Your goal
Once the line holding "fn parse_length(&mut self)" is found in the listing below, write it out and each later line exactly, up to and including the one holding "fn next(&mut self)".

○ ○ ○ ○ ○ ○ ○

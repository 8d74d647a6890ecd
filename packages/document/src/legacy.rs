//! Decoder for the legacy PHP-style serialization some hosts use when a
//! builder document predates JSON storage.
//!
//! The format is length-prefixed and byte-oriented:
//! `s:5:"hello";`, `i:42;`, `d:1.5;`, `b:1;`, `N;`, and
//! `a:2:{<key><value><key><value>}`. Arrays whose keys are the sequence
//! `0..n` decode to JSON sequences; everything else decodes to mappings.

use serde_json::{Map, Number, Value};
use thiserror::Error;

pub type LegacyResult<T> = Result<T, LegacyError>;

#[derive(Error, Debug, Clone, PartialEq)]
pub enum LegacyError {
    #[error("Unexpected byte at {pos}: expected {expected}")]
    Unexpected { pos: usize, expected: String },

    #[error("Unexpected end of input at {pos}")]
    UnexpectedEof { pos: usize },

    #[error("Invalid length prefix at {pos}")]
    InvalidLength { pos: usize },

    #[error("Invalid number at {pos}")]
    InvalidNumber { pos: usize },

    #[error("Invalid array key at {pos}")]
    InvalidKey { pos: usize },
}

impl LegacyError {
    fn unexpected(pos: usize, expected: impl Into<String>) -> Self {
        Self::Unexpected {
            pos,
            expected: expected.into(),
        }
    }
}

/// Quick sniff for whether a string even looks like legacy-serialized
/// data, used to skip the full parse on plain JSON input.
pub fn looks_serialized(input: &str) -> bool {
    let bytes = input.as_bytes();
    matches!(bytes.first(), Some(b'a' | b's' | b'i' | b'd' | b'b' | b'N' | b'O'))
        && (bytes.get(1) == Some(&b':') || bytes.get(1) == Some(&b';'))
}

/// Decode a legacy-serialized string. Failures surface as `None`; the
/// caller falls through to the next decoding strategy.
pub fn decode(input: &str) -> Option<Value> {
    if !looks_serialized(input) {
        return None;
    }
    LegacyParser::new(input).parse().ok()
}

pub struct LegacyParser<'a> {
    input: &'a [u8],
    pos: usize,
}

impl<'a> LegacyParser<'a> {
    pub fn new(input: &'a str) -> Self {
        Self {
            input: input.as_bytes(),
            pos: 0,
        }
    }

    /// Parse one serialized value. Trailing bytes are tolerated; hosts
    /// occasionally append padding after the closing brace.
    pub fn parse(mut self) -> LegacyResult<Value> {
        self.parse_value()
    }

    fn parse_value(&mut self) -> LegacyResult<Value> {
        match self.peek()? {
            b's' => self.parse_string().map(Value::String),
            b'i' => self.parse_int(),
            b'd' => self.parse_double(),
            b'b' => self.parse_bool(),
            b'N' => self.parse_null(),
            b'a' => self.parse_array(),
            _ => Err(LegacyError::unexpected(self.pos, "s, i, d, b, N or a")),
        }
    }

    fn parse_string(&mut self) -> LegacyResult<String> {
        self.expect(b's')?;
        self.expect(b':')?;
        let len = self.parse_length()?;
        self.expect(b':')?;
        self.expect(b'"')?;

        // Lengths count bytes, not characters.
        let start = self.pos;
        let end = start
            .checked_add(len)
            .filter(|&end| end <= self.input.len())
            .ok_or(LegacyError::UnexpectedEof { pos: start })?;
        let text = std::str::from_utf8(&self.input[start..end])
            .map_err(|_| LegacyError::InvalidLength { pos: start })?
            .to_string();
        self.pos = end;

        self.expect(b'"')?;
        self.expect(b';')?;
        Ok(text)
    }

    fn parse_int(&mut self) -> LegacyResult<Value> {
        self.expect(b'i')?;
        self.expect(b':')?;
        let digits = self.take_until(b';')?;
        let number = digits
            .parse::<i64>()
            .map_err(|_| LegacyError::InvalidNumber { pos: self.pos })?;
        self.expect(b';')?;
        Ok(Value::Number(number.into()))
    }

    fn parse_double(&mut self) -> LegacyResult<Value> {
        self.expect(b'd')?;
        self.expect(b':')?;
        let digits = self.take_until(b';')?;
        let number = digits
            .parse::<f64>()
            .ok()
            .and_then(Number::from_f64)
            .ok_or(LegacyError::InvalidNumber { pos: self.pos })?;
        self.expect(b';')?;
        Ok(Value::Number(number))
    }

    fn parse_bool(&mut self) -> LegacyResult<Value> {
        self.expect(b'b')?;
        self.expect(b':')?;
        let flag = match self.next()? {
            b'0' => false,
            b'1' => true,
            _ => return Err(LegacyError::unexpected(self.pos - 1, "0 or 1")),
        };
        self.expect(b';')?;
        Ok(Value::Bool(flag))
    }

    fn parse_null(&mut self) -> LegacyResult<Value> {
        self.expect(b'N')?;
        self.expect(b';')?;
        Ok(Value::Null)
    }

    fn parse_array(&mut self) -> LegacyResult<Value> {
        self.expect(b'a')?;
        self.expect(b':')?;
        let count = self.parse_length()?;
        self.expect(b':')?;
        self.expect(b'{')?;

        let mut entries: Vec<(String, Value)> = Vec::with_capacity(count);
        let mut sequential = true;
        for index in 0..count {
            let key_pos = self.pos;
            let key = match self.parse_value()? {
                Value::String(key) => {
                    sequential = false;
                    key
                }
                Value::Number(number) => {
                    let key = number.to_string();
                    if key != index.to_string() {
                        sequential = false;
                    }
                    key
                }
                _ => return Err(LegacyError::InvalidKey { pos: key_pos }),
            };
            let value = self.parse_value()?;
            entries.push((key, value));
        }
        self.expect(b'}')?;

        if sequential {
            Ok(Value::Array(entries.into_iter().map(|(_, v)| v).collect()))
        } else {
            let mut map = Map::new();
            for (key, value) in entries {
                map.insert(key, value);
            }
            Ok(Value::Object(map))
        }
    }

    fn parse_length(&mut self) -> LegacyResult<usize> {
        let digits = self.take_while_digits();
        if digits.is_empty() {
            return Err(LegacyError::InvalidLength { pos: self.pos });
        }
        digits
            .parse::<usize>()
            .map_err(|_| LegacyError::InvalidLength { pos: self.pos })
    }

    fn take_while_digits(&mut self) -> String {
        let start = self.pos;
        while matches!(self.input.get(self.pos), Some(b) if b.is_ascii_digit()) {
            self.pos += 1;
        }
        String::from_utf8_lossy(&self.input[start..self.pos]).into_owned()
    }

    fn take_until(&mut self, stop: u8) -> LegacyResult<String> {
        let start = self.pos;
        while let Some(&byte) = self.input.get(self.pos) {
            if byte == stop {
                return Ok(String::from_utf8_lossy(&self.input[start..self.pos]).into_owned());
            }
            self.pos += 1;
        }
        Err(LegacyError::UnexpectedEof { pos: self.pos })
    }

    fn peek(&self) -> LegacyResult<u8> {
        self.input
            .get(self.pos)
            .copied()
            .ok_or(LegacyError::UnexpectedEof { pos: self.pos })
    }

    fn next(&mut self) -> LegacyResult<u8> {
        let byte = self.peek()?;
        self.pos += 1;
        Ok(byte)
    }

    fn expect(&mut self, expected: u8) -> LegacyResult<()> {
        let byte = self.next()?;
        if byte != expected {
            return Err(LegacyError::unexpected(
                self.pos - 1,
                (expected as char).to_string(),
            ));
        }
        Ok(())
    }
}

○ ○ ○ ○ ○ ○ ○

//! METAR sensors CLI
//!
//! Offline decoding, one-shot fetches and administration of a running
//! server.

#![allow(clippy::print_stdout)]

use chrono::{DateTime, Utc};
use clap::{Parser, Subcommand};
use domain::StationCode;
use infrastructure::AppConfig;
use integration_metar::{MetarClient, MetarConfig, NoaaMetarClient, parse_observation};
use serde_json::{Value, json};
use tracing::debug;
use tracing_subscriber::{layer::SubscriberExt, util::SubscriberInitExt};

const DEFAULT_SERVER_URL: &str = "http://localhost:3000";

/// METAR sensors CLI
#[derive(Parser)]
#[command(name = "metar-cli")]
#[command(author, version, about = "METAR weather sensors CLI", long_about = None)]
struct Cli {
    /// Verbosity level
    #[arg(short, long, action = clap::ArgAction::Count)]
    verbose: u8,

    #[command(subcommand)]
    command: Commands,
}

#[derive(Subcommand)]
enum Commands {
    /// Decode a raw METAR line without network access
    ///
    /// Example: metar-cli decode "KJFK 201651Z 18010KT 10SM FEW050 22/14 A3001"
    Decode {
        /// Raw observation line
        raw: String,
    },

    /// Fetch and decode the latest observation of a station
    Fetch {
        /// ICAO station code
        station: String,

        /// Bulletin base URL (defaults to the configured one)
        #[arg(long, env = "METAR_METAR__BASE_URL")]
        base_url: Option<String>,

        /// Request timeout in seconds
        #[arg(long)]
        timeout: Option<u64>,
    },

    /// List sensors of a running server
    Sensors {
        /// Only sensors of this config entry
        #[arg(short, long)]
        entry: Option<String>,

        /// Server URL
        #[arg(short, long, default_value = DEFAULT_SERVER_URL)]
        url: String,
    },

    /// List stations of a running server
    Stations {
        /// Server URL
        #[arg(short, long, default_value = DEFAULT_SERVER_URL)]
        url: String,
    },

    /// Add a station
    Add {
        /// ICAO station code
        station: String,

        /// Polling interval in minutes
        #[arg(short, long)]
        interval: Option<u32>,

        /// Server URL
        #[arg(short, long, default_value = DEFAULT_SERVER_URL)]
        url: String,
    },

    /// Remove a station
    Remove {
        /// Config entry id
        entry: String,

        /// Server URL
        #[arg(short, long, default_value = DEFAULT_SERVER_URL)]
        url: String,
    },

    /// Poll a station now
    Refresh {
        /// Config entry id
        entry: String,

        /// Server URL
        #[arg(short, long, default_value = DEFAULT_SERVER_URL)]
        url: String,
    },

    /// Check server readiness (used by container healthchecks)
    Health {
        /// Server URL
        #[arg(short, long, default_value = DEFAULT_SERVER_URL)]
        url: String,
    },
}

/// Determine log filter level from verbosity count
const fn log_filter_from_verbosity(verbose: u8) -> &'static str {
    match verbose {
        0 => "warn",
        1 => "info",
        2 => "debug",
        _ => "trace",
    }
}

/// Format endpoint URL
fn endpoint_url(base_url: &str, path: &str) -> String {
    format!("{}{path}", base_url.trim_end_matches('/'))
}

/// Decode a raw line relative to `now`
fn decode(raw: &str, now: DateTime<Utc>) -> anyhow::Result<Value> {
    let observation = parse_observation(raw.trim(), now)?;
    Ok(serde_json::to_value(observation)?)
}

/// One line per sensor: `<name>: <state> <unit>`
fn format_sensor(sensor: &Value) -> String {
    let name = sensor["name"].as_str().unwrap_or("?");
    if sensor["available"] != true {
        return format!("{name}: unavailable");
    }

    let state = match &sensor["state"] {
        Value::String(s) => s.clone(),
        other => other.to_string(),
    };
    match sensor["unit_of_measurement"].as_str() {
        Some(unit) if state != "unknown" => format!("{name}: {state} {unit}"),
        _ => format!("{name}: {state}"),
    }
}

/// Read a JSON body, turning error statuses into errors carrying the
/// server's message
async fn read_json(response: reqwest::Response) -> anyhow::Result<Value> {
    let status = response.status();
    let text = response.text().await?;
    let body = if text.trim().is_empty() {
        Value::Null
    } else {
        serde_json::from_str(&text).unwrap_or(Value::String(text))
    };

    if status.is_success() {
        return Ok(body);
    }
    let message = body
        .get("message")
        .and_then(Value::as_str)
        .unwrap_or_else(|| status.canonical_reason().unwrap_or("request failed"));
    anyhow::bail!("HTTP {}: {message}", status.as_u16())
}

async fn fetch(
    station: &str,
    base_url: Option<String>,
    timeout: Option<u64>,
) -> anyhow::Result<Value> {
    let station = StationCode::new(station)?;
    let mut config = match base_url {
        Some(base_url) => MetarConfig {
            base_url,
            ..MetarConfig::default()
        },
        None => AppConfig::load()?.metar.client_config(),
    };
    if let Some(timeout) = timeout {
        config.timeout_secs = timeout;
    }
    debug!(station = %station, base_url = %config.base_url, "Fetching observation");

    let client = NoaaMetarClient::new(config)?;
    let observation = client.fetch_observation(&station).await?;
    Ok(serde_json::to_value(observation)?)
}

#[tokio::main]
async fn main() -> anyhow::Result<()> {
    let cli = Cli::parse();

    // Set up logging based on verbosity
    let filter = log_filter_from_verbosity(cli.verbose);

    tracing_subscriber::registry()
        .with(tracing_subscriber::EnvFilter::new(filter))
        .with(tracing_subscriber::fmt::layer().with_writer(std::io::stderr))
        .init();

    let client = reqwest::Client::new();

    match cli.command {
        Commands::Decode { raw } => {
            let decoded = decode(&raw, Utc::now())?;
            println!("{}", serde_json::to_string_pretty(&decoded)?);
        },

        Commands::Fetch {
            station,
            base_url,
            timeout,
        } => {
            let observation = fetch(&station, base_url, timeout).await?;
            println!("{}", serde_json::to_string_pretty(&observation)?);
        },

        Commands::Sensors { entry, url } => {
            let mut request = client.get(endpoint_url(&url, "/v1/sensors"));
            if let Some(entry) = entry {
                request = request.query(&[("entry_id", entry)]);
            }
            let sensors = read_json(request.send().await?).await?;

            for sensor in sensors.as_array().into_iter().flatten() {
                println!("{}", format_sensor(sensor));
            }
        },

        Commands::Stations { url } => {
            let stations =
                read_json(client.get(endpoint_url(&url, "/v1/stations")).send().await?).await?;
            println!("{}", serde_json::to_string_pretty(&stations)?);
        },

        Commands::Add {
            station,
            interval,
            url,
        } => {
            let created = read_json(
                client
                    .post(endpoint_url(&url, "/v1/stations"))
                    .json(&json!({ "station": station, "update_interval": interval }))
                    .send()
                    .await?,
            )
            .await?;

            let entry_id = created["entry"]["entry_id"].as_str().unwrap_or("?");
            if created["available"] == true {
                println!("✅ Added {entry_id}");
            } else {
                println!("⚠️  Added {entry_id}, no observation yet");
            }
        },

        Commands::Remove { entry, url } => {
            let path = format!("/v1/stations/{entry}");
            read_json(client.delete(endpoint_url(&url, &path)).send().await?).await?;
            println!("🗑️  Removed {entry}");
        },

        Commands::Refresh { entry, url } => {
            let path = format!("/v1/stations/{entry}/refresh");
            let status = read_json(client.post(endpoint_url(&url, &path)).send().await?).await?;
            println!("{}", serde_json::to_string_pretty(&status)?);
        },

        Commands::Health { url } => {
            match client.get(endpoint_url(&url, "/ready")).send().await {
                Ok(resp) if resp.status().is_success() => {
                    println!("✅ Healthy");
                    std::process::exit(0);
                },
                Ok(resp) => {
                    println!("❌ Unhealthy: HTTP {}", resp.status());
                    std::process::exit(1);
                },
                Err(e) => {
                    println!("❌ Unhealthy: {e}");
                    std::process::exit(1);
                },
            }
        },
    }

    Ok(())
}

○ ○ ○ ○ ○ ○ ○

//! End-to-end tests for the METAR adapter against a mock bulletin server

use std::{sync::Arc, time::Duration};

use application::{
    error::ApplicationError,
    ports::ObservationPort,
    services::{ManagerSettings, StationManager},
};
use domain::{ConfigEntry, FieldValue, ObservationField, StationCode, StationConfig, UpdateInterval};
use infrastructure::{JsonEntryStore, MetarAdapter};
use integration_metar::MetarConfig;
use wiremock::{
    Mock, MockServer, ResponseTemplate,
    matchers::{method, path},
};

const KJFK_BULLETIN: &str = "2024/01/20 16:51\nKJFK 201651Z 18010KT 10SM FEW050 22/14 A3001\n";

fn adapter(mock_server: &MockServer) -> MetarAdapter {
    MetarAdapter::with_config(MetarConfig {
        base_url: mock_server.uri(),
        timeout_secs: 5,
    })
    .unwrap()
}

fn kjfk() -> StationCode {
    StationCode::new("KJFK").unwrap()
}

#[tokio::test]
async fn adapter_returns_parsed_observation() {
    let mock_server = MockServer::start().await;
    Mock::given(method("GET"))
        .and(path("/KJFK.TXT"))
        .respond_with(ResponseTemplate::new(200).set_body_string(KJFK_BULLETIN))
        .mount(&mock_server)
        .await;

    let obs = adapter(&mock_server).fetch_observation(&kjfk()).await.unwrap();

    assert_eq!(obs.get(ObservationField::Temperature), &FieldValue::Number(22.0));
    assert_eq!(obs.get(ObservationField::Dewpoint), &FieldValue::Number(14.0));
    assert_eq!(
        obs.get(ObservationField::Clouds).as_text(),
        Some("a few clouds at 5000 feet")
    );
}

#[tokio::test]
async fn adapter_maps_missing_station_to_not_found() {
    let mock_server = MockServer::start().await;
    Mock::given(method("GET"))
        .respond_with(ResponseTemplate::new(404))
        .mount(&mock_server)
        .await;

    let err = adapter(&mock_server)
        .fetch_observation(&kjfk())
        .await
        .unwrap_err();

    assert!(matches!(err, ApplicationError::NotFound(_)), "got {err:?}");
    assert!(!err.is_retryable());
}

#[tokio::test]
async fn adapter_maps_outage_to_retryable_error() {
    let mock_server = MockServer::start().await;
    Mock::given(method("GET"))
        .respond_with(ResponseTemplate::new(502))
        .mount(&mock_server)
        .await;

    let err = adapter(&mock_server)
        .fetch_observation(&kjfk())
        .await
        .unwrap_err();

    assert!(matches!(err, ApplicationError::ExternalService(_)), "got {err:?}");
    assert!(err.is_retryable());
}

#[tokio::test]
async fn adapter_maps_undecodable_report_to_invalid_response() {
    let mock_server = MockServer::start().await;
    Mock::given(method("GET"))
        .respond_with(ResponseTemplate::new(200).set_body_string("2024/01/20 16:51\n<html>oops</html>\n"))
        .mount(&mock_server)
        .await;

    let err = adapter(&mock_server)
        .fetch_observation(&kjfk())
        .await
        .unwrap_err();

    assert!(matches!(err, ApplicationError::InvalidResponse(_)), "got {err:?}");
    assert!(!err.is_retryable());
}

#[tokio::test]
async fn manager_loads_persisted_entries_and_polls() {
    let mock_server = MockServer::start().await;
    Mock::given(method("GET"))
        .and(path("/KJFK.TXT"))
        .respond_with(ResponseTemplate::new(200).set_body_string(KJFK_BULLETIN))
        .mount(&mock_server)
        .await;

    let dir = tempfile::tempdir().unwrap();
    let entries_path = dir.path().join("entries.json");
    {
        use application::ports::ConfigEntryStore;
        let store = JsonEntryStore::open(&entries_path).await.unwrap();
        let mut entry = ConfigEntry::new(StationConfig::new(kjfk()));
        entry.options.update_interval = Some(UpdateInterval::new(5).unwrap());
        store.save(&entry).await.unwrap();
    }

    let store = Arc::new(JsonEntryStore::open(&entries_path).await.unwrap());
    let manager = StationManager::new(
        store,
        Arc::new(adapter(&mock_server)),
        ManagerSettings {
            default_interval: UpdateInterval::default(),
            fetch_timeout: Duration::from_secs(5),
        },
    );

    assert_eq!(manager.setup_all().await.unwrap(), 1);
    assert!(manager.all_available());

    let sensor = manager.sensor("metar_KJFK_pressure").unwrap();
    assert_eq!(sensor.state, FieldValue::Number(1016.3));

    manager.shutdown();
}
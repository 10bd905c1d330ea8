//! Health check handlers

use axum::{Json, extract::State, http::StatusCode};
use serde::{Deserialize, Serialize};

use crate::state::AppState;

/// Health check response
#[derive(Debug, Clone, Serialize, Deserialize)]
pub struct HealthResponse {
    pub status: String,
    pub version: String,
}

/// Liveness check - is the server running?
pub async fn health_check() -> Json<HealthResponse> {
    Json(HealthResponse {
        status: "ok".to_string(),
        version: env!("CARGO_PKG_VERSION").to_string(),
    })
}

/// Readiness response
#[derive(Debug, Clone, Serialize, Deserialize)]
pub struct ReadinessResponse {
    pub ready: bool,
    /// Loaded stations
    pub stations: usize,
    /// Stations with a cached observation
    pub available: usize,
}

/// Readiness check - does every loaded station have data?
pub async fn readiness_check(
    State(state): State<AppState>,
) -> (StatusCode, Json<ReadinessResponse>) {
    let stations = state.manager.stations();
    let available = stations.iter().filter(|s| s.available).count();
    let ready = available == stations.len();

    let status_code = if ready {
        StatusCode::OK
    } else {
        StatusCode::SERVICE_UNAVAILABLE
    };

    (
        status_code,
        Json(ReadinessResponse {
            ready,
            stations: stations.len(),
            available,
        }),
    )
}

○ ○ ○ ○ ○ ○ ○

Written response
    fn parse_length(&mut self) -> LegacyResult<usize> {
        let digits = self.take_while_digits();
        if digits.is_empty() {
            return Err(LegacyError::InvalidLength { pos: self.pos });
        }
        digits
            .parse::<usize>()
            .map_err(|_| LegacyError::InvalidLength { pos: self.pos })
    }

    fn take_while_digits(&mut self) -> String {
        let start = self.pos;
        while matches!(self.input.get(self.pos), Some(b) if b.is_ascii_digit()) {
            self.pos += 1;
        }
        String::from_utf8_lossy(&self.input[start..self.pos]).into_owned()
    }

    fn take_until(&mut self, stop: u8) -> LegacyResult<String> {
        let start = self.pos;
        while let Some(&byte) = self.input.get(self.pos) {
            if byte == stop {
                return Ok(String::from_utf8_lossy(&self.input[start..self.pos]).into_owned());
            }
            self.pos += 1;
        }
        Err(LegacyError::UnexpectedEof { pos: self.pos })
    }

    fn peek(&self) -> LegacyResult<u8> {
        self.input
            .get(self.pos)
            .copied()
            .ok_or(LegacyError::UnexpectedEof { pos: self.pos })
    }

    fn next(&mut self) -> LegacyResult<u8> {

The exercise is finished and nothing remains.